Stored data entries
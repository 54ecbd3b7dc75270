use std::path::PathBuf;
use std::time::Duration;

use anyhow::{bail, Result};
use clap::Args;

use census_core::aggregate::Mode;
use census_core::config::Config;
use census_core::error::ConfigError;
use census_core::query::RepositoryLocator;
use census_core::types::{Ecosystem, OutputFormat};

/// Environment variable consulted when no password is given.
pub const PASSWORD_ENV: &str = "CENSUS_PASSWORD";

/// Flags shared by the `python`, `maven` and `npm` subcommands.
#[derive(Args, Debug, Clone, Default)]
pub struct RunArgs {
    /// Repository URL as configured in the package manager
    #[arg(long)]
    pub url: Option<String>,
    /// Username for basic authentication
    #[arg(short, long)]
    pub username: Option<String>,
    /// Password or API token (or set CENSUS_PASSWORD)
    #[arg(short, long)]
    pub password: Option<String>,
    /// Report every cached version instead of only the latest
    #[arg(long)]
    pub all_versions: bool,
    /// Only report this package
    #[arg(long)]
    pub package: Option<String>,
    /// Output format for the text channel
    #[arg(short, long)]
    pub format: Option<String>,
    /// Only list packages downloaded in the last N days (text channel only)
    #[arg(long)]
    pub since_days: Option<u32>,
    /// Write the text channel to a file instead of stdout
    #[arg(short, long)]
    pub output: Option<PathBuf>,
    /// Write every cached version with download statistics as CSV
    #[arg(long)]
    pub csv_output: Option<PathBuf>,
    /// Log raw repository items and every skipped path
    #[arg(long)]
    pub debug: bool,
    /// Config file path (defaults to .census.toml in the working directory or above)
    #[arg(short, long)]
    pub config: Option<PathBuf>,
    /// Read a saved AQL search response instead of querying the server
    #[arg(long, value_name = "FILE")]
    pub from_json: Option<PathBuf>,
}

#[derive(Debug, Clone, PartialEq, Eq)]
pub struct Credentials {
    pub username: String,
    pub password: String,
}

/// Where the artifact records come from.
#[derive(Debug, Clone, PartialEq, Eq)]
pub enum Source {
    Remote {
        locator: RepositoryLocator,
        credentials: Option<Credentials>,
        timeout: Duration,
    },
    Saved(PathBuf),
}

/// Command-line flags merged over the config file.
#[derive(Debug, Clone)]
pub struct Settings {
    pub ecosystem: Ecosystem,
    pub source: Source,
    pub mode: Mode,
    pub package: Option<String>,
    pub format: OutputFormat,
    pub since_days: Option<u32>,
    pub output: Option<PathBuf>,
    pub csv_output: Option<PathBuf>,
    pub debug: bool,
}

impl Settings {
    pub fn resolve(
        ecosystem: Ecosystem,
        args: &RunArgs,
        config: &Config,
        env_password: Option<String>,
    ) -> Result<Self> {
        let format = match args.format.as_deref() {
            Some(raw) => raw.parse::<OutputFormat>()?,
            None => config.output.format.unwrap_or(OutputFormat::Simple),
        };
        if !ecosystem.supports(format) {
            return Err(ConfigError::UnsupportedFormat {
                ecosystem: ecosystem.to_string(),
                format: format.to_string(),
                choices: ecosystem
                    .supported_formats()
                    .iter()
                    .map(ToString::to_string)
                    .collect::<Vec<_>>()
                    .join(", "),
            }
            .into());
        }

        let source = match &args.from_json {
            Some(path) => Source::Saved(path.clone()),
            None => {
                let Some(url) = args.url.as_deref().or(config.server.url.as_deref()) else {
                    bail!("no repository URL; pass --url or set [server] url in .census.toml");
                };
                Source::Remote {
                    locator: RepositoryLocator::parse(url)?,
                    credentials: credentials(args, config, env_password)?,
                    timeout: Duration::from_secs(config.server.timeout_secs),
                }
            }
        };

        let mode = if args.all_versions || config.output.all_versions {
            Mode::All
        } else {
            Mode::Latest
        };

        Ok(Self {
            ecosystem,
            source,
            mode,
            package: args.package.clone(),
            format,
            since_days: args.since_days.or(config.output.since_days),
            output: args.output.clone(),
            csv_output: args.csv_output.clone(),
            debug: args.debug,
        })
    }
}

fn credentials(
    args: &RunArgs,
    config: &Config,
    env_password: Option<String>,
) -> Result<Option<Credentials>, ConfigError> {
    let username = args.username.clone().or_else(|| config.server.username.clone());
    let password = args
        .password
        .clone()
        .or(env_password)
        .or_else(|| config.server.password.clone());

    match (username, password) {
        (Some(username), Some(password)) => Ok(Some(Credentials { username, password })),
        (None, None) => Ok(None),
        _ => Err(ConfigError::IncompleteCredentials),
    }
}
==
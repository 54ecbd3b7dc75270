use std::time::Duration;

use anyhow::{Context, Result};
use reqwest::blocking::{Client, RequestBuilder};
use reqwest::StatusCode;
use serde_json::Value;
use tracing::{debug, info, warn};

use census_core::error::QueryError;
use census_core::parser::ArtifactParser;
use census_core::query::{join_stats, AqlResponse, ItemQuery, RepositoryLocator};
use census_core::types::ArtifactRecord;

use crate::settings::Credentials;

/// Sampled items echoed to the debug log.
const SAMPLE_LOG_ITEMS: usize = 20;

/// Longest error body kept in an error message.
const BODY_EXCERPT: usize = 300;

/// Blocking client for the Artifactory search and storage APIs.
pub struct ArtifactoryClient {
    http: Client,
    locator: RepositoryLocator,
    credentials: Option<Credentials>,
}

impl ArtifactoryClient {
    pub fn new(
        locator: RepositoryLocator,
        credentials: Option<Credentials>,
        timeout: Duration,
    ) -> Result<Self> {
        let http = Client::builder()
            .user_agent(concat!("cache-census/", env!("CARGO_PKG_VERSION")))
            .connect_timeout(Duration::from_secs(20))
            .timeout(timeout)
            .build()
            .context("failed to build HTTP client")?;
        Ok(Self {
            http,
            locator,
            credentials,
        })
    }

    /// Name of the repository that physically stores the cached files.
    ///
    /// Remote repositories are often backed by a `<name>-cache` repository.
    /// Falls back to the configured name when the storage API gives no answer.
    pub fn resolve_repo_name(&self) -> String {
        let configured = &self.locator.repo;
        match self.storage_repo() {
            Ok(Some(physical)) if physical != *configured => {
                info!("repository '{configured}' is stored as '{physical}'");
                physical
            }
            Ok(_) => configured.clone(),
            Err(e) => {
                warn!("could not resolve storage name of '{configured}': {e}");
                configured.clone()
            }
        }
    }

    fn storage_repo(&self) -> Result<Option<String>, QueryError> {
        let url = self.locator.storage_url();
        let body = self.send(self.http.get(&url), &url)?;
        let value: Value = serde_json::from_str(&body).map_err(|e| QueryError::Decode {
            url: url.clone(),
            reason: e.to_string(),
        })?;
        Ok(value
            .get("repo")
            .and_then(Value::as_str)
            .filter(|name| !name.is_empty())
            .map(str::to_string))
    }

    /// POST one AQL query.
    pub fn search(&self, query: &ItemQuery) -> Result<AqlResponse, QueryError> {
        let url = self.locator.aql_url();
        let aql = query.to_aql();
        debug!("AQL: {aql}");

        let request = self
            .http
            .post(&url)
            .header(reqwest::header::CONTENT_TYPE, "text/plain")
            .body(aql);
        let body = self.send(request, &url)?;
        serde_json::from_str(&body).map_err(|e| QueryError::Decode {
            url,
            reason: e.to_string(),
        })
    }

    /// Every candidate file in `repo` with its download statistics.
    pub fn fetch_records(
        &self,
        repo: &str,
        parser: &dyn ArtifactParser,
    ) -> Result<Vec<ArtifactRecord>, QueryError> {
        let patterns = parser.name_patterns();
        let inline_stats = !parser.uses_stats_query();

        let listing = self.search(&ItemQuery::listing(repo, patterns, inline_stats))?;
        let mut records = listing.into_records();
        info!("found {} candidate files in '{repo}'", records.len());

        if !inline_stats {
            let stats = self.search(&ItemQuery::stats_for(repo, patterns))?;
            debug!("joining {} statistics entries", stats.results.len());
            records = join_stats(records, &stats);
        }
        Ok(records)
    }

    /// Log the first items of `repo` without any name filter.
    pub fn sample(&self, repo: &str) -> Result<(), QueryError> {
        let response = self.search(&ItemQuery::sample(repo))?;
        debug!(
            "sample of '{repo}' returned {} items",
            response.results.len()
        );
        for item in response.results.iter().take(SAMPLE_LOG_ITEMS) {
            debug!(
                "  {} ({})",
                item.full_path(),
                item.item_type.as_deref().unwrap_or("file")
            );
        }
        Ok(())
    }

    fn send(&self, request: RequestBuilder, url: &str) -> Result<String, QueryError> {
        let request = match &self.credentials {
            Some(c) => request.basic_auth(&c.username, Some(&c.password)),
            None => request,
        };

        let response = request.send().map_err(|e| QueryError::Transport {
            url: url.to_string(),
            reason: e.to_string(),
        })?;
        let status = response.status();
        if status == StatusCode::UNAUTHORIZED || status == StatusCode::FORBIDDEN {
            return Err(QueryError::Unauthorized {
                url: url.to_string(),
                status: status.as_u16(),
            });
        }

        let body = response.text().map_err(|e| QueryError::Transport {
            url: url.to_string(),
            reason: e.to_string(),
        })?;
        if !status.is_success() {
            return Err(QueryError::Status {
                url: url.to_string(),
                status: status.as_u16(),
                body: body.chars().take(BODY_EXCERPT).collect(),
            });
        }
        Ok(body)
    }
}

INSTRUCTIONS TO FOLLOW — From the data, list each line in which the string "Some" appears.

FINISHED TASK —
            Some(raw) => raw.parse::<OutputFormat>()?,
            Some(path) => Source::Saved(path.clone()),
                let Some(url) = args.url.as_deref().or(config.server.url.as_deref()) else {
        (Some(username), Some(password)) => Ok(Some(Credentials { username, password })),
            Ok(Some(physical)) if physical != *configured => {
            Some(c) => request.basic_auth(&c.username, Some(&c.password)),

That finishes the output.